The first attack was sloppy.
A wild swing, telegraphed by the shift in the boy’s weight, the tension in his shoulders. Lucius didn’t move like a man he moved like a shadow, slipping sideways with a half step, letting the fist sail past his ear. The wind of it ruffled his hair.
"Hari! Help me!" Nevan’s voice was a shrill whipcrack, his skeletal fingers clawing at the air.
Hari didn’t need the command. He was already lunging, his bulk making him slow, his face twisted in something between fury and confusion. Lucius watched him come, calm as still water.
Then he struck.
One step. A pivot. His fist sank into Hari’s chest like an axe into soft wood.
The boy flew.
Not a stumble. Not a fall. He launched, his body folding midair before he crashed into the rooftop door, the metal groaning under the impact. The others froze. Their leader was on the ground, gasping, his ribs already bruising through his shirt.

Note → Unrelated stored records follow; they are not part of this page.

use crate::bar::Timeframe;
use crate::market_data::{MarketDataResponse, SymbolInfo, SymbolStats, TimeframesResponse};
use chrono::NaiveDate;
use reqwest::Client;
use serde::de::DeserializeOwned;
use serde::Deserialize;
use std::time::Duration;

/// Default REST base URL
pub const DEFAULT_BASE_URL: &str = "http://localhost:8000/commodities";

/// Configuration for the market data client
#[derive(Debug, Clone)]
pub struct ClientConfig {
    /// Base URL including the `/commodities` prefix
    pub base_url: String,
    /// Request timeout in seconds (default: 30)
    pub timeout_seconds: u64,
}

impl Default for ClientConfig {
    fn default() -> Self {
        ClientConfig {
            base_url: DEFAULT_BASE_URL.to_string(),
            timeout_seconds: 30,
        }
    }
}

impl ClientConfig {
    pub fn new(base_url: impl Into<String>) -> Self {
        ClientConfig {
            base_url: base_url.into(),
            ..Default::default()
        }
    }

    /// Reads the base URL from `API_BASE_URL`, falling back to the default.
    pub fn from_env() -> Self {
        match std::env::var("API_BASE_URL") {
            Ok(url) if !url.trim().is_empty() => Self::new(url.trim()),
            _ => Self::default(),
        }
    }
}

/// Error body returned by the server
#[derive(Debug, Deserialize)]
struct ErrorBody {
    message: String,
}

/// Async HTTP client for the `/commodities` REST endpoints.
#[derive(Debug)]
pub struct MarketDataClient {
    client: Client,
    config: ClientConfig,
}

impl MarketDataClient {
    /// Creates a client with default configuration.
    ///
    /// # Returns
    /// Returns an error if HTTP client creation fails.
    pub fn new() -> Result<Self, ClientError> {
        Self::with_config(ClientConfig::default())
    }

    /// Creates a client with custom configuration.
    ///
    /// # Arguments
    /// * `config` - Base URL and timeout
    pub fn with_config(config: ClientConfig) -> Result<Self, ClientError> {
        let timeout = Duration::from_secs(config.timeout_seconds);
        let client = Client::builder()
            .timeout(timeout)
            .build()
            .map_err(|e| ClientError::ClientCreation(e.to_string()))?;

        Ok(MarketDataClient { client, config })
    }

    fn url(&self, path: &str) -> String {
        format!("{}/{}", self.config.base_url.trim_end_matches('/'), path)
    }

    async fn get<T: DeserializeOwned>(
        &self,
        path: &str,
        params: &[(&str, String)],
    ) -> Result<T, ClientError> {
        let url = self.url(path);
        log::debug!("GET {} {:?}", url, params);

        let response = self
            .client
            .get(&url)
            .query(params)
            .send()
            .await
            .map_err(|e| ClientError::NetworkError(e.to_string()))?;

        let status = response.status();
        if !status.is_success() {
            let message = match response.json::<ErrorBody>().await {
                Ok(body) => body.message,
                Err(_) => status
                    .canonical_reason()
                    .unwrap_or("Unknown error")
                    .to_string(),
            };
            return Err(ClientError::ApiError {
                status: status.as_u16(),
                message,
            });
        }

        response
            .json::<T>()
            .await
            .map_err(|e| ClientError::ParseError(e.to_string()))
    }

    /// Summaries of every symbol the server has data for.
    pub async fn symbols(&self) -> Result<Vec<SymbolInfo>, ClientError> {
        self.get("symbols", &[]).await
    }

    pub async fn timeframes(&self) -> Result<TimeframesResponse, ClientError> {
        self.get("timeframes", &[]).await
    }

    /// Bars for `symbol`, optionally only the most recent `limit`.
    pub async fn symbol_data(
        &self,
        symbol: &str,
        timeframe: Timeframe,
        limit: Option<usize>,
    ) -> Result<MarketDataResponse, ClientError> {
        let mut params = vec![("timeframe", timeframe.to_string())];
        if let Some(limit) = limit {
            params.push(("limit", limit.to_string()));
        }
        self.get(symbol, &params).await
    }

    /// Bars between `start` and `end` (inclusive); `None` runs to the last bar.
    pub async fn symbol_data_range(
        &self,
        symbol: &str,
        timeframe: Timeframe,
        start: NaiveDate,
        end: Option<NaiveDate>,
    ) -> Result<MarketDataResponse, ClientError> {
        let mut params = vec![
            ("timeframe", timeframe.to_string()),
            ("start_date", start.format("%Y-%m-%d").to_string()),
        ];
        if let Some(end) = end {
            params.push(("end_date", end.format("%Y-%m-%d").to_string()));
        }
        self.get(&format!("{}/range", symbol), &params).await
    }

    pub async fn symbol_stats(
        &self,
        symbol: &str,
        timeframe: Timeframe,
    ) -> Result<SymbolStats, ClientError> {
        self.get(
            &format!("{}/stats", symbol),
            &[("timeframe", timeframe.to_string())],
        )
        .await
    }

    /// Returns a reference to the configuration.
    pub fn config(&self) -> &ClientConfig {
        &self.config
    }
}

/// Errors returned by [`MarketDataClient`].
#[derive(Debug, Clone, PartialEq, Eq)]
pub enum ClientError {
    /// HTTP client creation failed
    ClientCreation(String),
    /// Network error occurred
    NetworkError(String),
    /// Server returned an error status
    ApiError { status: u16, message: String },
    /// Failed to parse response data
    ParseError(String),
}

impl std::fmt::Display for ClientError {
    fn fmt(&self, f: &mut std::fmt::Formatter<'_>) -> std::fmt::Result {
        match self {
            ClientError::ClientCreation(msg) => write!(f, "Client creation error: {}", msg),
            ClientError::NetworkError(msg) => write!(f, "Network error: {}", msg),
            ClientError::ApiError { status, message } => {
                write!(f, "API error (HTTP {}): {}", status, message)
            }
            ClientError::ParseError(msg) => write!(f, "Parse error: {}", msg),
        }
    }
}

impl std::error::Error for ClientError {}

Lucius didn’t look at him.
His eyes were on Nevan.
The boy had gone very still. His breath came in sharp, uneven bursts, his Adam’s apple bobbing like a trapped thing. Lucius took a step forward. Then another. The soles of his shoes made no sound.
"Illegal?" Lucius tilted his head, as if considering. "Funny. I don’t remember ambushing you in the hallway. I don’t remember you cornering me first."
Nevan’s lips peeled back from his teeth. "You !"
"Ah." Lucius cut him off with a smile. "You do know my name. How touching."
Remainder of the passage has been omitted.